WHAT THE EXERCISE ASKS:
Print all of the data exactly as written.

(INFORMATION PROVIDED Opens)

pub mod bundled;
pub mod directory;
pub mod record;

pub use directory::{CountryDirectory, DataSource};
pub use record::{CountryRecord, FieldKind};
use std::borrow::Cow;

use super::bundled;
use super::record::{CountryRecord, FieldKind};
use crate::error::{Error, Result};
use crate::restcountries::client::RestCountriesClient;
use crate::settings::Settings;
use crate::telemetry::{error, info, warn, LogKey};

/// Which table an operation reads from.
#[derive(Clone, Copy, Debug, Default, PartialEq, Eq)]
pub enum DataSource {
    #[default]
    Bundled,
    /// A fresh fetch from the countries API, used for this call only.
    Remote,
}

impl From<bool> for DataSource {
    fn from(use_remote: bool) -> Self {
        match use_remote {
            true => DataSource::Remote,
            false => DataSource::Bundled,
        }
    }
}

/// Trims and uppercases a lookup value. Blank values are rejected.
pub fn normalize_query(value: &str) -> Result<String> {
    let query = value.trim().to_uppercase();
    match query.is_empty() {
        true => Err(Error::EmptyQueryValue),
        false => Ok(query),
    }
}

fn matches(record: &CountryRecord, kind: FieldKind, query: &str) -> bool {
    // Name fields are uppercased too, so every kind compares case-insensitively.
    record.field(kind).to_uppercase() == query
}

/// First record in table order whose `kind` field equals an already
/// normalized `query`.
pub fn first_match<'a>(
    table: &'a [CountryRecord],
    kind: FieldKind,
    query: &str,
) -> Option<&'a CountryRecord> {
    table.iter().find(|record| matches(record, kind, query))
}

/// Looks countries up by any of their five fields.
///
/// Nothing here returns an error for expected conditions: a blank value, an
/// unknown selector or a failed remote fetch all come back as "no data". Use
/// [`CountryDirectory::try_list_remote`] when the cause matters.
pub struct CountryDirectory {
    table: Cow<'static, [CountryRecord]>,
    remote: RestCountriesClient,
}

impl CountryDirectory {
    pub fn new() -> Result<CountryDirectory> {
        Ok(CountryDirectory::with_table(
            bundled::all(),
            RestCountriesClient::new(None, None)?,
        ))
    }

    pub fn from_settings(settings: &Settings) -> Result<CountryDirectory> {
        let remote = RestCountriesClient::new(
            Some(&settings.countries_api_url),
            Some(settings.request_timeout()),
        )?;
        Ok(CountryDirectory::with_table(bundled::all(), remote))
    }

    pub fn with_table(
        table: impl Into<Cow<'static, [CountryRecord]>>,
        remote: RestCountriesClient,
    ) -> CountryDirectory {
        CountryDirectory {
            table: table.into(),
            remote,
        }
    }

    pub fn find(&self, kind: FieldKind, value: &str, source: DataSource) -> Option<CountryRecord> {
        let query = match normalize_query(value) {
            Ok(query) => query,
            Err(e) => {
                warn(&LogKey::EmptyQueryValue, &e.to_string());
                return None;
            }
        };
        match source {
            DataSource::Bundled => first_match(&self.table, kind, &query).cloned(),
            DataSource::Remote => self
                .list_all(DataSource::Remote)
                .into_iter()
                .find(|record| matches(record, kind, &query)),
        }
    }

    /// Same as [`CountryDirectory::find`] with the selector given as a
    /// string such as `"2letter"` or `"nativeName"`.
    pub fn find_by_key(&self, key: &str, value: &str, source: DataSource) -> Option<CountryRecord> {
        match FieldKind::from_key(key) {
            Ok(kind) => self.find(kind, value, source),
            Err(e) => {
                warn(&LogKey::InvalidFieldKind, &e.to_string());
                None
            }
        }
    }

    /// The whole active table in source order. A failed remote fetch yields
    /// an empty list; it never falls back to the bundled table.
    pub fn list_all(&self, source: DataSource) -> Vec<CountryRecord> {
        match source {
            DataSource::Bundled => self.table.to_vec(),
            DataSource::Remote => match self.try_list_remote() {
                Ok(countries) => countries,
                Err(e) => {
                    error(
                        &LogKey::RemoteFetchFailed,
                        "Could not get countries from the countries API.",
                        Some(&e),
                    );
                    Vec::new()
                }
            },
        }
    }

    pub fn try_list_remote(&self) -> Result<Vec<CountryRecord>> {
        let countries = self.remote.fetch_countries()?;
        info(
            &LogKey::RemoteFetchSucceeded,
            &format!("Received {} countries from the countries API.", countries.len()),
        );
        Ok(countries)
    }
}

(INFORMATION PROVIDED Closes)

SOLUTION:
pub mod bundled;
pub mod directory;
pub mod record;

pub use directory::{CountryDirectory, DataSource};
pub use record::{CountryRecord, FieldKind};
use std::borrow::Cow;

use super::bundled;
use super::record::{CountryRecord, FieldKind};
use crate::error::{Error, Result};
use crate::restcountries::client::RestCountriesClient;
use crate::settings::Settings;
use crate::telemetry::{error, info, warn, LogKey};

/// Which table an operation reads from.
#[derive(Clone, Copy, Debug, Default, PartialEq, Eq)]
pub enum DataSource {
    #[default]
    Bundled,
    /// A fresh fetch from the countries API, used for this call only.
    Remote,
}

impl From<bool> for DataSource {
    fn from(use_remote: bool) -> Self {
        match use_remote {
            true => DataSource::Remote,
            false => DataSource::Bundled,
        }
    }
}

/// Trims and uppercases a lookup value. Blank values are rejected.
pub fn normalize_query(value: &str) -> Result<String> {
    let query = value.trim().to_uppercase();
    match query.is_empty() {
        true => Err(Error::EmptyQueryValue),
        false => Ok(query),
    }
}

fn matches(record: &CountryRecord, kind: FieldKind, query: &str) -> bool {
    // Name fields are uppercased too, so every kind compares case-insensitively.
    record.field(kind).to_uppercase() == query
}

/// First record in table order whose `kind` field equals an already
/// normalized `query`.
pub fn first_match<'a>(
    table: &'a [CountryRecord],
    kind: FieldKind,
    query: &str,
) -> Option<&'a CountryRecord> {
    table.iter().find(|record| matches(record, kind, query))
}

/// Looks countries up by any of their five fields.
///
/// Nothing here returns an error for expected conditions: a blank value, an
/// unknown selector or a failed remote fetch all come back as "no data". Use
/// [`CountryDirectory::try_list_remote`] when the cause matters.
pub struct CountryDirectory {
    table: Cow<'static, [CountryRecord]>,
    remote: RestCountriesClient,
}

impl CountryDirectory {
    pub fn new() -> Result<CountryDirectory> {
        Ok(CountryDirectory::with_table(
            bundled::all(),
            RestCountriesClient::new(None, None)?,
        ))
    }

    pub fn from_settings(settings: &Settings) -> Result<CountryDirectory> {
        let remote = RestCountriesClient::new(
            Some(&settings.countries_api_url),
            Some(settings.request_timeout()),
        )?;
        Ok(CountryDirectory::with_table(bundled::all(), remote))
    }

    pub fn with_table(
        table: impl Into<Cow<'static, [CountryRecord]>>,
        remote: RestCountriesClient,
    ) -> CountryDirectory {
        CountryDirectory {
            table: table.into(),
            remote,
        }
    }

    pub fn find(&self, kind: FieldKind, value: &str, source: DataSource) -> Option<CountryRecord> {
        let query = match normalize_query(value) {
            Ok(query) => query,
            Err(e) => {
                warn(&LogKey::EmptyQueryValue, &e.to_string());
                return None;
            }
        };
        match source {
            DataSource::Bundled => first_match(&self.table, kind, &query).cloned(),
            DataSource::Remote => self
                .list_all(DataSource::Remote)
                .into_iter()
                .find(|record| matches(record, kind, &query)),
        }
    }

    /// Same as [`CountryDirectory::find`] with the selector given as a
    /// string such as `"2letter"` or `"nativeName"`.
    pub fn find_by_key(&self, key: &str, value: &str, source: DataSource) -> Option<CountryRecord> {
        match FieldKind::from_key(key) {
            Ok(kind) => self.find(kind, value, source),
            Err(e) => {
                warn(&LogKey::InvalidFieldKind, &e.to_string());
                None
            }
        }
    }

    /// The whole active table in source order. A failed remote fetch yields
    /// an empty list; it never falls back to the bundled table.
    pub fn list_all(&self, source: DataSource) -> Vec<CountryRecord> {
        match source {
            DataSource::Bundled => self.table.to_vec(),
            DataSource::Remote => match self.try_list_remote() {
                Ok(countries) => countries,
                Err(e) => {
                    error(
                        &LogKey::RemoteFetchFailed,
                        "Could not get countries from the countries API.",
                        Some(&e),
                    );
                    Vec::new()
                }
            },
        }
    }

    pub fn try_list_remote(&self) -> Result<Vec<CountryRecord>> {
        let countries = self.remote.fetch_countries()?;
        info(
            &LogKey::RemoteFetchSucceeded,
            &format!("Received {} countries from the countries API.", countries.len()),
        );
        Ok(countries)
    }
}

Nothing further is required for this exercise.